• [Task objective]: Lines below that hold the word "GammaLaw" must be copied in full.
--------------------------------------------------
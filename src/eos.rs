//! Equation-of-state call contract.
//!
//! The solvers themselves never call the EOS; it is consumed only by the
//! optional interface consistency fixup (`ppm_temp_fix`), which re-derives
//! pressure and energy from density, specific energy and composition.

/// Input mode for an EOS call: which pair of thermodynamic variables is
/// taken as given.
#[derive(Clone, Copy, PartialEq, Eq, Debug)]
pub enum EosMode {
    /// Density and temperature given.
    RhoT,
    /// Density and specific internal energy given.
    RhoE,
}

/// Thermodynamic state exchanged with the EOS. Fields not covered by the
/// input mode are outputs.
#[derive(Clone, Debug, Default)]
pub struct EosState {
    pub rho: f64,
    pub t: f64,
    /// Specific internal energy.
    pub e: f64,
    pub p: f64,
    /// First adiabatic exponent (sound-speed gamma).
    pub gam1: f64,
    /// Species mass fractions.
    pub xn: Vec<f64>,
}

/// Ideal gamma-law gas.
#[derive(Clone, Copy, Debug)]
pub struct GammaLaw {
    gamma: f64,
    /// Specific heat at constant volume, in code units.
    cv: f64,
}

impl GammaLaw {
    pub fn new(gamma: f64) -> Self {
        Self { gamma, cv: 1.0 }
    }

    pub fn gamma(&self) -> f64 {
        self.gamma
    }

    pub fn eos(&self, mode: EosMode, state: &mut EosState) {
        match mode {
            EosMode::RhoT => {
                state.e = self.cv * state.t;
                state.p = (self.gamma - 1.0) * state.rho * state.e;
            }
            EosMode::RhoE => {
                state.t = state.e / self.cv;
                state.p = (self.gamma - 1.0) * state.rho * state.e;
            }
        }
        state.gam1 = self.gamma;
    }

    pub fn sound_speed(&self, pressure: f64, density_inv: f64) -> f64 {
        (self.gamma * pressure * density_inv).sqrt()
    }

    /// Internal energy density from pressure.
    pub fn rhoe_from_pressure(&self, pressure: f64) -> f64 {
        pressure / (self.gamma - 1.0)
    }
}

#[cfg(test)]
mod tests {
    use super::*;
    use float_cmp::assert_approx_eq;

    #[test]
    fn test_rho_e_mode() {
        let eos = GammaLaw::new(1.4);
        let mut state = EosState {
            rho: 1.0,
            e: 2.5,
            xn: vec![1.0],
            ..Default::default()
        };
        eos.eos(EosMode::RhoE, &mut state);
        assert_approx_eq!(f64, state.p, 1.0);
        assert_approx_eq!(f64, state.gam1, 1.4);
        // consistency with the pressure helpers
        assert_approx_eq!(f64, eos.rhoe_from_pressure(state.p), state.rho * state.e);
        assert_approx_eq!(f64, eos.sound_speed(state.p, 1.0), 1.4f64.sqrt());
    }
}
--------------------------------------------------
• [Task output]:
pub struct GammaLaw {
impl GammaLaw {
        let eos = GammaLaw::new(1.4);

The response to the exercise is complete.